> **PROVIDED INFORMATION**
──────

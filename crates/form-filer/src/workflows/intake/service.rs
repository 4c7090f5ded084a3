use std::backtrace::{Backtrace, BacktraceStatus};
use std::collections::BTreeSet;
use std::error::Error as _;
use std::fmt::Write as _;
use std::sync::Arc;

use chrono::{DateTime, Local};
use serde::Serialize;
use tracing::{error, info, warn};

use super::domain::SubmissionEvent;
use super::filing::{FileRouter, RouteOutcome};
use super::naming::compose_folder_name;
use super::notification::{
    compose_fatal_report, compose_submission_email, FatalContext, MailError, Mailer,
};
use super::responses::ResponseMap;
use super::storage::{ContainerRef, StorageError, StorageGateway};
use super::template;
use super::filing::QUESTION_TITLE_TOKEN;
use crate::config::{check_timestamp_format, ConfigError, RoutingConfig};

/// Summary of a run that reached the end of the pipeline.
#[derive(Debug, Clone, Serialize)]
pub struct RunReport {
    pub timestamp: String,
    pub container: ContainerRef,
    pub outcomes: Vec<RouteOutcome>,
    pub notified: Vec<String>,
    #[serde(skip_serializing_if = "Vec::is_empty")]
    pub duplicate_titles: Vec<String>,
}

impl RunReport {
    pub fn moved(&self) -> usize {
        self.outcomes.iter().filter(|o| !o.is_failure()).count()
    }

    pub fn failed(&self) -> usize {
        self.outcomes.iter().filter(|o| o.is_failure()).count()
    }
}

/// Summary of a run aborted by a fatal fault.
#[derive(Debug, Clone, Serialize)]
pub struct FatalReport {
    pub message: String,
    pub diagnostics: String,
    pub context: FatalContext,
    pub admin_notified: bool,
}

/// Overall outcome of processing one submission.
#[derive(Debug, Clone, Serialize)]
#[serde(tag = "status", rename_all = "snake_case")]
pub enum SubmissionOutcome {
    Completed(RunReport),
    CompletedWithFileFailures(RunReport),
    Fatal(FatalReport),
}

impl SubmissionOutcome {
    pub fn is_fatal(&self) -> bool {
        matches!(self, SubmissionOutcome::Fatal(_))
    }

    pub fn report(&self) -> Option<&RunReport> {
        match self {
            SubmissionOutcome::Completed(report)
            | SubmissionOutcome::CompletedWithFileFailures(report) => Some(report),
            SubmissionOutcome::Fatal(_) => None,
        }
    }
}

/// Faults that abort the remainder of a run.
#[derive(Debug, thiserror::Error)]
pub enum FatalError {
    #[error("routing configuration is invalid")]
    Configuration(#[source] ConfigError),
    #[error("unable to create destination folder '{folder_name}'")]
    ContainerCreation {
        folder_name: String,
        #[source]
        source: StorageError,
    },
    #[error("unable to send submission notification")]
    Notification(#[source] MailError),
}

/// Sequences naming, filing, and notification for one submission, and reports
/// anything outside the per-file boundary to the administrator exactly once.
pub struct SubmissionOrchestrator<S: ?Sized, M: ?Sized> {
    storage: Arc<S>,
    mailer: Arc<M>,
    config: RoutingConfig,
}

impl<S, M> SubmissionOrchestrator<S, M>
where
    S: StorageGateway + ?Sized,
    M: Mailer + ?Sized,
{
    pub fn new(storage: Arc<S>, mailer: Arc<M>, config: RoutingConfig) -> Self {
        Self {
            storage,
            mailer,
            config,
        }
    }

    pub fn config(&self) -> &RoutingConfig {
        &self.config
    }

    pub fn process(&self, event: &SubmissionEvent) -> SubmissionOutcome {
        self.process_at(event, Local::now())
    }

    /// Processes `event` using `now` as the run timestamp.
    pub fn process_at(&self, event: &SubmissionEvent, now: DateTime<Local>) -> SubmissionOutcome {
        let timestamp = self.run_timestamp(now);
        let mut context = FatalContext {
            timestamp: timestamp.clone(),
            submission_id: event.submission_id.clone(),
            created_at: event.created_at.map(|created| created.to_rfc3339()),
            folder_name: None,
        };

        info!(
            %timestamp,
            submission = event.submission_id.as_deref().unwrap_or("-"),
            items = event.items.len(),
            "processing form submission"
        );

        match self.run(event, &timestamp, &mut context) {
            Ok(report) if report.failed() > 0 => {
                warn!(
                    moved = report.moved(),
                    failed = report.failed(),
                    folder = %report.container.name,
                    "submission filed with attachment failures"
                );
                SubmissionOutcome::CompletedWithFileFailures(report)
            }
            Ok(report) => {
                info!(
                    moved = report.moved(),
                    folder = %report.container.name,
                    "submission filed"
                );
                SubmissionOutcome::Completed(report)
            }
            Err(fault) => SubmissionOutcome::Fatal(self.report_fatal(&fault, context)),
        }
    }

    fn run(
        &self,
        event: &SubmissionEvent,
        timestamp: &str,
        context: &mut FatalContext,
    ) -> Result<RunReport, FatalError> {
        self.config.validate().map_err(FatalError::Configuration)?;

        let responses = ResponseMap::build(&event.items);
        self.log_unmatched_placeholders(&responses);

        let folder_name =
            compose_folder_name(&event.items, timestamp, &self.config.folder_name_exclusions);
        context.folder_name = Some(folder_name.clone());

        let container = self
            .storage
            .create_container(&self.config.destination_container_id, &folder_name)
            .map_err(|source| FatalError::ContainerCreation {
                folder_name: folder_name.clone(),
                source,
            })?;

        let outcomes =
            FileRouter::new(&*self.storage, &self.config).route(&event.items, &container, &responses);

        let email = compose_submission_email(
            &self.config.recipients,
            &self.config.subject_template,
            responses.as_map(),
            &event.items,
            &self.config.email_body_exclusions,
            &container,
            &outcomes,
        );
        self.mailer.send(&email).map_err(FatalError::Notification)?;

        Ok(RunReport {
            timestamp: timestamp.to_string(),
            container,
            outcomes,
            notified: email.to,
            duplicate_titles: responses.duplicate_titles().to_vec(),
        })
    }

    /// Formats `now` with the configured format. An unusable format falls back
    /// to RFC 3339 so the fatal report still carries a time; `run` rejects the
    /// configuration before anything is named with it.
    fn run_timestamp(&self, now: DateTime<Local>) -> String {
        match check_timestamp_format(&self.config.timestamp_format) {
            Ok(()) => now.format(&self.config.timestamp_format).to_string(),
            Err(_) => now.to_rfc3339(),
        }
    }

    fn log_unmatched_placeholders(&self, responses: &ResponseMap) {
        for token in unmatched_placeholders(&self.config, responses) {
            warn!(placeholder = %token, "template placeholder matches no question; it will render as N/A");
        }
    }

    fn report_fatal(&self, fault: &FatalError, context: FatalContext) -> FatalReport {
        let message = fault.to_string();
        let diagnostics = diagnostics(fault);
        error!(error = %message, detail = %diagnostics, "submission processing aborted");

        let email = compose_fatal_report(&self.config.admin_address, &message, &diagnostics, &context);
        let admin_notified = match self.mailer.send(&email) {
            Ok(()) => true,
            Err(err) => {
                error!(error = %err, "unable to notify administrator of failed submission");
                false
            }
        };

        FatalReport {
            message,
            diagnostics,
            context,
            admin_notified,
        }
    }
}

/// Placeholders across the configured templates that no question title answers.
/// `{QuestionTitle}` is only supplied while rendering standard file names.
pub(crate) fn unmatched_placeholders(
    config: &RoutingConfig,
    responses: &ResponseMap,
) -> BTreeSet<String> {
    let standard = template::placeholders(&config.standard_file_template)
        .into_iter()
        .filter(|token| token != QUESTION_TITLE_TOKEN);
    template::placeholders(&config.subject_template)
        .into_iter()
        .chain(template::placeholders(&config.special_file_prefix_template))
        .chain(standard)
        .filter(|token| responses.get(token).is_none())
        .collect()
}

/// Error chain plus a captured backtrace when `RUST_BACKTRACE` enables one.
fn diagnostics(fault: &FatalError) -> String {
    let mut detail = fault.to_string();
    let mut source = fault.source();
    while let Some(cause) = source {
        let _ = write!(detail, "\ncaused by: {cause}");
        source = cause.source();
    }

    let backtrace = Backtrace::capture();
    if backtrace.status() == BacktraceStatus::Captured {
        let _ = write!(detail, "\n\nbacktrace:\n{backtrace}");
    }
    detail
}
use std::collections::HashMap;
use std::sync::Mutex;

use form_filer::config::{ArchiveConfig, KeywordRule};
use form_filer::workflows::archive::{FolderReclassifier, MoveStatus, ReclassifyError};
use form_filer::workflows::intake::{ContainerRef, StorageError, StorageGateway, StoredFile};

/// Folder tree keyed by parent id.
#[derive(Debug, Default)]
struct Archive {
    children: Mutex<HashMap<String, Vec<ContainerRef>>>,
    unreadable: Option<String>,
    created: Mutex<usize>,
}

impl Archive {
    fn add(&self, parent: &str, id: &str, name: &str) {
        self.children
            .lock()
            .expect("archive mutex")
            .entry(parent.to_string())
            .or_default()
            .push(ContainerRef {
                id: id.to_string(),
                name: name.to_string(),
                url: None,
            });
    }

    fn names_under(&self, parent: &str) -> Vec<String> {
        self.children
            .lock()
            .expect("archive mutex")
            .get(parent)
            .map(|folders| folders.iter().map(|f| f.name.clone()).collect())
            .unwrap_or_default()
    }

    fn id_of(&self, parent: &str, name: &str) -> String {
        self.find_container(parent, name)
            .expect("lookup")
            .map(|folder| folder.id)
            .expect("folder exists")
    }
}

impl StorageGateway for Archive {
    fn create_container(&self, parent_id: &str, name: &str) -> Result<ContainerRef, StorageError> {
        let mut created = self.created.lock().expect("counter mutex");
        *created += 1;
        let id = format!("created-{}", *created);
        drop(created);
        self.add(parent_id, &id, name);
        Ok(ContainerRef {
            id,
            name: name.to_string(),
            url: None,
        })
    }

    fn get_file(&self, file_id: &str) -> Result<StoredFile, StorageError> {
        Err(StorageError::NotFound {
            kind: "file",
            id: file_id.to_string(),
        })
    }

    fn rename_file(&self, _file_id: &str, _new_name: &str) -> Result<(), StorageError> {
        Ok(())
    }

    fn move_file(&self, _file: &StoredFile, _destination: &ContainerRef) -> Result<(), StorageError> {
        Ok(())
    }

    fn list_containers(&self, parent_id: &str) -> Result<Vec<ContainerRef>, StorageError> {
        if self.unreadable.as_deref() == Some(parent_id) {
            return Err(StorageError::Backend("403 forbidden".to_string()));
        }
        Ok(self
            .children
            .lock()
            .expect("archive mutex")
            .get(parent_id)
            .cloned()
            .unwrap_or_default())
    }

    fn find_container(
        &self,
        parent_id: &str,
        name: &str,
    ) -> Result<Option<ContainerRef>, StorageError> {
        Ok(self
            .list_containers(parent_id)?
            .into_iter()
            .find(|folder| folder.name == name))
    }

    fn move_container(
        &self,
        container: &ContainerRef,
        from_parent_id: &str,
        to_parent_id: &str,
    ) -> Result<(), StorageError> {
        let mut children = self.children.lock().expect("archive mutex");
        let siblings = children.entry(from_parent_id.to_string()).or_default();
        siblings.retain(|folder| folder.id != container.id);
        children
            .entry(to_parent_id.to_string())
            .or_default()
            .push(container.clone());
        Ok(())
    }
}

fn config() -> ArchiveConfig {
    ArchiveConfig {
        root_container_id: "archive".to_string(),
        keyword_rules: vec![KeywordRule {
            keyword: "Lease".to_string(),
            category: "Leasing".to_string(),
        }],
        fallback_category: "Uncategorized".to_string(),
        timestamp_format: "%Y%m%d-%H%M".to_string(),
    }
}

#[test]
fn sorts_submissions_found_at_any_depth() {
    let archive = Archive::default();
    archive.add("archive", "inbox", "Inbox");
    archive.add("inbox", "s1", "20240229-2359_PENDING_Initech_LEASE renewal");
    archive.add("archive", "s2", "20240301-0000_PENDING_Globex");

    let report = FolderReclassifier::new(&archive, &config())
        .run()
        .expect("pass succeeds");

    assert_eq!(report.moves.len(), 2);
    assert!(report.moves.iter().all(|m| m.status == MoveStatus::Moved));
    assert_eq!(report.moves[0].from_path, "Inbox");
    assert_eq!(report.moves[0].to_path, "2024/02 - February/Leasing");

    let year = archive.id_of("archive", "2024");
    assert_eq!(archive.names_under(&year), vec!["02 - February", "03 - March"]);
    let march = archive.id_of(&year, "03 - March");
    let uncategorized = archive.id_of(&march, "Uncategorized");
    assert_eq!(
        archive.names_under(&uncategorized),
        vec!["20240301-0000_PENDING_Globex"]
    );
    assert!(archive.names_under("inbox").is_empty());
    assert!(archive.names_under("archive").contains(&"Inbox".to_string()));
}

#[test]
fn unreadable_root_aborts_the_pass() {
    let archive = Archive {
        unreadable: Some("archive".to_string()),
        ..Archive::default()
    };

    let err = FolderReclassifier::new(&archive, &config())
        .run()
        .expect_err("listing fails");

    assert!(matches!(err, ReclassifyError::Listing { ref path, .. } if path == "/"));
}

──────

> **EXERCISE AIM**
Look through the entries above and list every line containing "Local".

> **OUTPUT OF THE TASK**
use chrono::{DateTime, Local};
        self.process_at(event, Local::now())
    pub fn process_at(&self, event: &SubmissionEvent, now: DateTime<Local>) -> SubmissionOutcome {
    fn run_timestamp(&self, now: DateTime<Local>) -> String {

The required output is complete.